Problem » Reproduce each line of the entries that carries "both".

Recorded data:
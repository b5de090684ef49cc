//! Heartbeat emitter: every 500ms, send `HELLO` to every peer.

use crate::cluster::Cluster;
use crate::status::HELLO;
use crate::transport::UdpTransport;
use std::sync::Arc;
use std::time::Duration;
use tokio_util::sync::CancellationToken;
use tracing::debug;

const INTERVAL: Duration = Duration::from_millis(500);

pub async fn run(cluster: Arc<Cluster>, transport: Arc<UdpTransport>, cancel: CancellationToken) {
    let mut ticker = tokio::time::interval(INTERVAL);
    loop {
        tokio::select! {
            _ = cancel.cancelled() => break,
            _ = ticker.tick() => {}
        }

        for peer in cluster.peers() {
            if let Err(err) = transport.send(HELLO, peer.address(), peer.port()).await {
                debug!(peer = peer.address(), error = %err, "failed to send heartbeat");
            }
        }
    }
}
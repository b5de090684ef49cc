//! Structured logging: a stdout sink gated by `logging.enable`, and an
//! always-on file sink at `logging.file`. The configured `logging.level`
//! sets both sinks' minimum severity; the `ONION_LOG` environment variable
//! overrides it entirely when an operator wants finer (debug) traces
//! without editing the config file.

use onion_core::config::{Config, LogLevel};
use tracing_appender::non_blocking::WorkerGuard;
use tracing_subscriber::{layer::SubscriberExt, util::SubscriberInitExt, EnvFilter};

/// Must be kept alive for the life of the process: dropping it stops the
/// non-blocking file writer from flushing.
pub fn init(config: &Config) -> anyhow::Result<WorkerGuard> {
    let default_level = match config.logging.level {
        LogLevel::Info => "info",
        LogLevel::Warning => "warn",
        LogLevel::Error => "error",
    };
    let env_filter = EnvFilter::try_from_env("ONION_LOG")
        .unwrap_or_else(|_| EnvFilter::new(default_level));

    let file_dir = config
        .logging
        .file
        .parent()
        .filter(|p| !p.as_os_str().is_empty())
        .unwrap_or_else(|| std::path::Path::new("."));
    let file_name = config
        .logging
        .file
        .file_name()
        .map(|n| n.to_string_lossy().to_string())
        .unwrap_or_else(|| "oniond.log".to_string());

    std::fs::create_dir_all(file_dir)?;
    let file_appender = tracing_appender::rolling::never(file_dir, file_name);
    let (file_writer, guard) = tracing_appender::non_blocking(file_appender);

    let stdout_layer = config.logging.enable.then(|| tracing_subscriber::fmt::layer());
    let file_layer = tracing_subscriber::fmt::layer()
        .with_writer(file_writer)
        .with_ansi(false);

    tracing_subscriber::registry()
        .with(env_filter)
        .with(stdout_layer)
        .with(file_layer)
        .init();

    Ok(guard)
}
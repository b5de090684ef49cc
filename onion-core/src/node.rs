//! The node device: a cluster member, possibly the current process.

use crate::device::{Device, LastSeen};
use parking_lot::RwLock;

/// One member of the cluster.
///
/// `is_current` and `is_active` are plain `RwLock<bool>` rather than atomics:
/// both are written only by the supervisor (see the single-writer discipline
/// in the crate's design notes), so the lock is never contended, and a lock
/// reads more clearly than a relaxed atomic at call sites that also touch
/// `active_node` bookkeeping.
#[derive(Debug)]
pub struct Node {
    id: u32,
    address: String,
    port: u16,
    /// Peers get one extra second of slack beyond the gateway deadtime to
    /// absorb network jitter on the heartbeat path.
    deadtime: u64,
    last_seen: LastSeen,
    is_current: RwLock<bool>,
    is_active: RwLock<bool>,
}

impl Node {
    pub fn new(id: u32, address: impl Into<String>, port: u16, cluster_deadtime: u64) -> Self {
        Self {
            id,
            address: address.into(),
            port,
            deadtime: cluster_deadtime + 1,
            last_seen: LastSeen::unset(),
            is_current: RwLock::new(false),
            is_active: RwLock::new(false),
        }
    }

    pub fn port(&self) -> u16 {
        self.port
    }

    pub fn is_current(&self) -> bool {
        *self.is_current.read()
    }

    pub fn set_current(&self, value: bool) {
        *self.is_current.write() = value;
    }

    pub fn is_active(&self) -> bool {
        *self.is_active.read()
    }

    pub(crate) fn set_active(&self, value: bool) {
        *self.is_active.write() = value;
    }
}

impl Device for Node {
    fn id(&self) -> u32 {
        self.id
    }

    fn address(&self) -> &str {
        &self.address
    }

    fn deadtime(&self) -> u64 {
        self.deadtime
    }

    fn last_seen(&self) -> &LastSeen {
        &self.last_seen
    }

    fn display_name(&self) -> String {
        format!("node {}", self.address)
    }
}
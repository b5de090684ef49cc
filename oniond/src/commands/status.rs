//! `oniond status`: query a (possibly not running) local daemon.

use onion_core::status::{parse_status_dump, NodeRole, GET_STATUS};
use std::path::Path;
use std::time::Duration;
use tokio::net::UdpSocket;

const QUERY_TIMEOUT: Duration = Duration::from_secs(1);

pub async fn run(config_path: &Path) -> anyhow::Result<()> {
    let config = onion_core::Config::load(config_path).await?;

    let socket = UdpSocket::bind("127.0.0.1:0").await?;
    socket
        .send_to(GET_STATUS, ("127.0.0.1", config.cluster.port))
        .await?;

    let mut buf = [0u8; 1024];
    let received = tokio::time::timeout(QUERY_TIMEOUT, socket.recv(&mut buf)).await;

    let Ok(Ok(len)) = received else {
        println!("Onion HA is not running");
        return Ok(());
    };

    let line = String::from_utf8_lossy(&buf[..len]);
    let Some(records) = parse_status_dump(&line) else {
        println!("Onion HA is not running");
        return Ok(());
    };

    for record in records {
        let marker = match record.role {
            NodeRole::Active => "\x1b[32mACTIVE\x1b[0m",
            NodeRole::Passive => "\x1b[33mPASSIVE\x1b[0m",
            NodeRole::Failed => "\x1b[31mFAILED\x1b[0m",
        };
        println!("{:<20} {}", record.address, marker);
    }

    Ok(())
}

Reply to the task »
//! sets both sinks' minimum severity; the `ONION_LOG` environment variable
/// both are written only by the supervisor (see the single-writer discipline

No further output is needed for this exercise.